You will be part of the very social and successful Neurogenetics Group, at the University of Leicester, and be expected to attend yearly international conferences and perform field-work to collect mosquito samples.
Objectives
1. Measure the effect of temperature on the wing beat frequency and proportion of successful mating attempts in artificial laboratory swarms at different temperatures.
2. Measure the sound-evoked electrophysiological response of the auditory Johnston’s organ of male mosquitoes at different temperatures.
3. Extract RNA from the head and Johnston’s organ of mosquitoes that are able to swarm and mate at extreme cold temperatures.
4. Use single-cell/single nuclei RNA Sequencing to understand the genetic expression changes that lead to mosquitoes particularly apt at mating in cold temperatures.
Methods
You will be trained in behaviour, electrophysiology, molecular biology and bioinformatics.
1. You will measure wing beat frequencies and the time of swarming using a mosquito swarming arena with in built microphones. You will video-track mosquitoes as they leave the swarm in copula and assess genetic fitness by counting offspring. You will do this at different temperatures to assess the effect of temperature on wing beat frequencies and genetic fitness.
2. You will insert tungsten electrodes into the male’s auditory Johnston’s organ and play sounds to measure its tuning at different temperatures.
3. You will be trained how to dissect the Johnston’s organ and head of mosquitoes and to dissociate nuclei for single nuclei RNA sequencing.
4. You will be trained in bioinformatic analysis to understand gene changes at a single cell resolution.
Outcome
At the end of your PhD you will have a strong background in electrophysiology and state-of-the-art single cell RNA sequencing protocols and bioinformatic analyses. You will answer a profound scientific question: What are the consequences of global warming for the spread of mosquito-borne disease?
Techniques that will be undertaken during the project:
· Single nuclei/single cell RNA Sequencing (Parse Biosciences workflow)
· Electrophysiology
· Swarming behaviour
· Acoustics
BBSRC Strategic Research Priority: Understanding the Rules of Life - Neuroscience and behaviour, Systems Biology
Start date: 25 September 2023
Entry requirements
- Those who have a 1st or a 2.1 undergraduate degree in a relevant field are eligible.

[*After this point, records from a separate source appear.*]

//! Signature verification for light transactions.
//!
//! Both slots must be filled. The server slot must recover to the operator
//! address. The client slot must recover to the account whose funds move
//! toward the chain's books: `to` for deposits, `from` for everything
//! else. The cheap presence checks run before any curve arithmetic.

use thiserror::Error;

use super::light_tx::LightTransaction;
use super::types::{LightTxSignature, LightTxType};
use crate::crypto::signatures::{
    address_to_field, eth_signed_message_hash_hex, recover_address, SignatureError,
};

/// Why a light transaction's signatures were refused.
#[derive(Debug, Error, Clone, PartialEq, Eq)]
pub enum VerificationError {
    /// The client slot is `{}`.
    #[error("missing client signature")]
    MissingClientSignature,

    /// The server slot is `{}`.
    #[error("missing server signature")]
    MissingServerSignature,

    /// The client signature recovered to someone other than the expected
    /// account.
    #[error("client signature recovers to {recovered}, expected {expected}")]
    ClientSignerMismatch { expected: String, recovered: String },

    /// The server signature was not produced by the operator.
    #[error("server signature recovers to {recovered}, expected operator {expected}")]
    ServerSignerMismatch { expected: String, recovered: String },

    /// Recovery itself failed.
    #[error("signature recovery failed: {0}")]
    Recovery(#[from] SignatureError),
}

/// Check both signature slots of `tx`.
///
/// `operator_address` is the 64-char padded operator field.
pub fn verify_signatures(tx: &LightTransaction, operator_address: &str) -> Result<(), VerificationError> {
    let sigs = tx.signatures();
    let client = sigs
        .client
        .as_ref()
        .ok_or(VerificationError::MissingClientSignature)?;
    let server = sigs
        .server
        .as_ref()
        .ok_or(VerificationError::MissingServerSignature)?;

    let prehash = eth_signed_message_hash_hex(tx.light_tx_hash())?;

    let expected_client = match tx.kind() {
        LightTxType::Deposit => &tx.data().to,
        LightTxType::Withdrawal | LightTxType::InstantWithdrawal | LightTxType::Remittance => {
            &tx.data().from
        }
    };
    let recovered = recover_field(&prehash, client)?;
    if recovered != *expected_client {
        return Err(VerificationError::ClientSignerMismatch {
            expected: expected_client.clone(),
            recovered,
        });
    }

    let recovered = recover_field(&prehash, server)?;
    if recovered != operator_address {
        return Err(VerificationError::ServerSignerMismatch {
            expected: operator_address.to_string(),
            recovered,
        });
    }

    Ok(())
}

fn recover_field(prehash: &[u8; 32], sig: &LightTxSignature) -> Result<String, SignatureError> {
    let address = recover_address(prehash, &sig.to_recoverable()?)?;
    Ok(address_to_field(&address))
}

- Evidence of quantitative training is required. For example, AS or A level Maths, IB Standard or Higher Maths, or university level maths/statistics course.
- Those who have a 2.2 and an additional Masters degree in a relevant field may be eligible.
- Those who have a 2.2 and at least three years post-graduate experience in a relevant field may be eligible.
- Those with degrees abroad (perhaps as well as postgraduate experience) may be eligible if their qualifications are deemed equivalent to any of the above.
- University English language requirements apply
To apply
Carefully read the application advice on our website and submit your PhD application and MIBTP funding form.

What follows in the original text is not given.